Die geplante Abschaffung des Kooperationsverbots hingegen ist recht eindeutig.

reuters

Helmut Holter, 64 Jahre, ist seit August 2017 Bildungsminister in Thüringen – und seit einer Woche Vorsitzender der Kultusministerkonferenz, des Zusammenschlusses aller Bildungsorgane der Länder. Zuvor war der Bauingenieur Linken-Fraktionschef in Mecklenburg-Vorpommern.

Zunächst mal ist es eine Lockerung des Kooperations­verbots. Kultus bleibt weiterhin Hoheit der Länder. Das steht ja klar in dem Sondierungspapier. Aber es stimmt, dass der Bund künftig mehr Verantwortung für Bildung übernimmt, und das ist gut so. Jetzt müssen wir sehen, was daraus wird: ein neuer ­Bildungsstaatsvertrag oder, wie der Thüringer Ministerpräsident vorschlägt, eine neue Gemeinschaftsaufgabe im Grundgesetz. Die Situation in den Ländern ist so prekär, dass die neue Bundesregierung schnell ihre Versprechen umsetzen muss, sei es beim Digitalpakt, der Schulsanierung oder den Versprechen aus dem Sondierungs­paket. Wenn es zur Groko kommt, müssen Bund und Länder zügig über die Umsetzung sprechen.

Ihre Vorgängerin an der Spitze der KMK, die baden-württembergische Bildungsministerin Susanne Eisenmann, hat sich in der taz sehr kritisch gegenüber Vorgaben aus Berlin geäußert. Sind Sie da offener?

Ich denke, wie müssen so oder so über einheitliche Standards reden. Gucken Sie beispielsweise auf die unterschiedliche Besoldung von Lehrkräften. Ein A13-Beamter in Thüringen verdient nicht so viel wie ein A13-Beamter in Bayern. Da sind mindestens 300 Euro Unterschied. Ein anderes Beispiel ist die schlechte Vergleichbarkeit der Abiturnoten. Ich sehe es schon als Fortschritt, dass wir seit einem Jahr den gemeinsamen Aufgabenpool haben. Und dennoch kann es nur der erste Schritt gewesen sein. Wir brauchen klar einheitliche Standards, um höhere Vergleichbarkeit herzustellen.

Ein paar gemeinsame Abiaufgaben machen noch kein vergleichbares Abitur. Dazu müssten Sie doch auch die Lehrpläne vereinheitlichen.

Ich hoffe, dass ich unter meiner Amtszeit eine Debatte darüber anstoßen kann, um auch die Lehrpläne stärker zu vereinheitlichen. Als linker Präsident bin ich ja nicht in einer möglichen GroKo-Regierung gefangen. Ich könnte in der KMK als Moderator zwischen SPD und CDU auftreten. Als Präsident gebe ich ja den anderen Kultusministern keine Anweisungen. Aber über einheitliche Lehrpläne sollten wir reden.

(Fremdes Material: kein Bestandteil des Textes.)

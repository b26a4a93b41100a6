use std::time::Duration;

pub const DEFAULT_RANKINGS_API_URL: &str = "https://services.rainbet.com/v1/external/affiliates";

pub const DEFAULT_UPSTREAM_HTTP_TIMEOUT_SECS: u64 = 10;
pub const DEFAULT_UPSTREAM_CONNECT_TIMEOUT_SECS: u64 = 3;
pub const DEFAULT_SERVER_PORT: u16 = 3001;
pub const DEFAULT_DATA_DIR: &str = "data";

/// How often the countdown watcher checks whether the deadline has passed.
pub const COUNTDOWN_POLL_SECS: u64 = 30;

/// Upper bound on rows returned by the snapshot archive listing.
pub const SNAPSHOT_LIST_LIMIT: usize = 100;

pub fn rankings_api_url() -> String {
    std::env::var("RANKINGS_API_URL")
        .ok()
        .filter(|value| !value.trim().is_empty())
        .unwrap_or_else(|| DEFAULT_RANKINGS_API_URL.to_string())
}

pub fn rankings_api_key() -> Option<String> {
    std::env::var("RANKINGS_API_KEY")
        .ok()
        .map(|value| value.trim().to_string())
        .filter(|value| !value.is_empty())
}

/// Shared admin credential for privileged writes. None disables them.
pub fn admin_credentials() -> Option<(String, String)> {
    let user = std::env::var("ADMIN_USER").ok().filter(|u| !u.is_empty())?;
    let pass = std::env::var("ADMIN_PASS").unwrap_or_default();
    Some((user, pass))
}

pub fn server_port() -> u16 {
    std::env::var("PORT")
        .ok()
        .and_then(|value| value.parse::<u16>().ok())
        .unwrap_or(DEFAULT_SERVER_PORT)
}

pub fn data_dir() -> String {
    std::env::var("DATA_DIR")
        .ok()
        .filter(|value| !value.trim().is_empty())
        .unwrap_or_else(|| DEFAULT_DATA_DIR.to_string())
}

pub fn allowed_origins() -> Vec<String> {
    std::env::var("ALLOWED_ORIGINS")
        .unwrap_or_default()
        .split(',')
        .map(str::trim)
        .filter(|value| !value.is_empty())
        .map(str::to_string)
        .collect()
}

pub fn upstream_http_timeout() -> Duration {
    std::env::var("UPSTREAM_HTTP_TIMEOUT_SECS")
        .ok()
        .and_then(|value| value.parse::<u64>().ok())
        .filter(|value| *value > 0)
        .map(Duration::from_secs)
        .unwrap_or_else(|| Duration::from_secs(DEFAULT_UPSTREAM_HTTP_TIMEOUT_SECS))
}

pub fn upstream_connect_timeout() -> Duration {
    std::env::var("UPSTREAM_CONNECT_TIMEOUT_SECS")
        .ok()
        .and_then(|value| value.parse::<u64>().ok())
        .filter(|value| *value > 0)
        .map(Duration::from_secs)
        .unwrap_or_else(|| Duration::from_secs(DEFAULT_UPSTREAM_CONNECT_TIMEOUT_SECS))
}
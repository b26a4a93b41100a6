use std::sync::Arc;
use std::sync::atomic::{AtomicU64, Ordering};

use tokio::sync::Semaphore;
use tracing::warn;

use crate::config::{
    admin_credentials, rankings_api_key, rankings_api_url, upstream_connect_timeout,
    upstream_http_timeout,
};
use crate::services::rankings::UpstreamConfig;
use crate::storage::DocumentStore;

#[derive(Clone)]
pub struct AppState {
    pub store: Arc<dyn DocumentStore>,
    pub http_client: reqwest::Client,
    pub upstream: Arc<UpstreamConfig>,
    /// Single-flight guard for snapshot capture: one permit, never queued.
    pub capture_permit: Arc<Semaphore>,
    pub admin: Option<(String, String)>,
    pub observability: Arc<ObservabilityCounters>,
}

#[derive(Debug, Default)]
pub struct ObservabilityCounters {
    leaderboard_requests_total: AtomicU64,
    upstream_errors_total: AtomicU64,
    snapshot_captures_total: AtomicU64,
    capture_conflicts_total: AtomicU64,
    settings_writes_total: AtomicU64,
    settings_rejections_total: AtomicU64,
}

#[derive(Debug, Clone, Copy)]
pub struct ObservabilitySnapshot {
    pub leaderboard_requests_total: u64,
    pub upstream_errors_total: u64,
    pub snapshot_captures_total: u64,
    pub capture_conflicts_total: u64,
    pub settings_writes_total: u64,
    pub settings_rejections_total: u64,
}

impl ObservabilityCounters {
    pub fn snapshot(&self) -> ObservabilitySnapshot {
        ObservabilitySnapshot {
            leaderboard_requests_total: self.leaderboard_requests_total.load(Ordering::Relaxed),
            upstream_errors_total: self.upstream_errors_total.load(Ordering::Relaxed),
            snapshot_captures_total: self.snapshot_captures_total.load(Ordering::Relaxed),
            capture_conflicts_total: self.capture_conflicts_total.load(Ordering::Relaxed),
            settings_writes_total: self.settings_writes_total.load(Ordering::Relaxed),
            settings_rejections_total: self.settings_rejections_total.load(Ordering::Relaxed),
        }
    }

    pub fn record_leaderboard_request(&self) {
        self.leaderboard_requests_total
            .fetch_add(1, Ordering::Relaxed);
    }

    pub fn record_upstream_error(&self) {
        self.upstream_errors_total.fetch_add(1, Ordering::Relaxed);
    }

    pub fn record_snapshot_capture(&self) {
        self.snapshot_captures_total.fetch_add(1, Ordering::Relaxed);
    }

    pub fn record_capture_conflict(&self) {
        self.capture_conflicts_total.fetch_add(1, Ordering::Relaxed);
    }

    pub fn record_settings_write(&self) {
        self.settings_writes_total.fetch_add(1, Ordering::Relaxed);
    }

    pub fn record_settings_rejection(&self) {
        self.settings_rejections_total.fetch_add(1, Ordering::Relaxed);
    }
}

impl AppState {
    pub fn new(store: Arc<dyn DocumentStore>) -> Self {
        let upstream = UpstreamConfig {
            base_url: rankings_api_url(),
            api_key: rankings_api_key(),
        };
        Self::with_upstream(store, upstream, admin_credentials())
    }

    pub fn with_upstream(
        store: Arc<dyn DocumentStore>,
        upstream: UpstreamConfig,
        admin: Option<(String, String)>,
    ) -> Self {
        let request_timeout = upstream_http_timeout();
        let connect_timeout = upstream_connect_timeout();
        let http_client = reqwest::Client::builder()
            .user_agent("wagerboard/0.1")
            .timeout(request_timeout)
            .connect_timeout(connect_timeout)
            .build()
            .or_else(|e| {
                warn!(
                    error = %e,
                    "failed to build configured HTTP client, retrying without custom user-agent"
                );
                reqwest::Client::builder()
                    .timeout(request_timeout)
                    .connect_timeout(connect_timeout)
                    .build()
            })
            .unwrap_or_else(|e| {
                panic!("failed to build timeout-configured HTTP client: {e}");
            });
        Self {
            store,
            http_client,
            upstream: Arc::new(upstream),
            capture_permit: Arc::new(Semaphore::new(1)),
            admin,
            observability: Arc::new(ObservabilityCounters::default()),
        }
    }
}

Sie sind der erste linke Politiker im Amt des KMK-Präsidenten. Was wird das Linke Ihrer Amtszeit sein?

Ich weiß nicht, ob es „das Linke“ gibt. Mein Spruch ist: Das Beste für die Kinder ist nur gut genug. Das hat was mit Chancengleichheit zu tun. Wenn es mir als KMK-Präsident gelingt, einen größeren Konsens zwischen den SPD- und unionsgeführten Ländern herzustellen als in der Vergangenheit, sind wir schon einen ganzen Schritt weiter.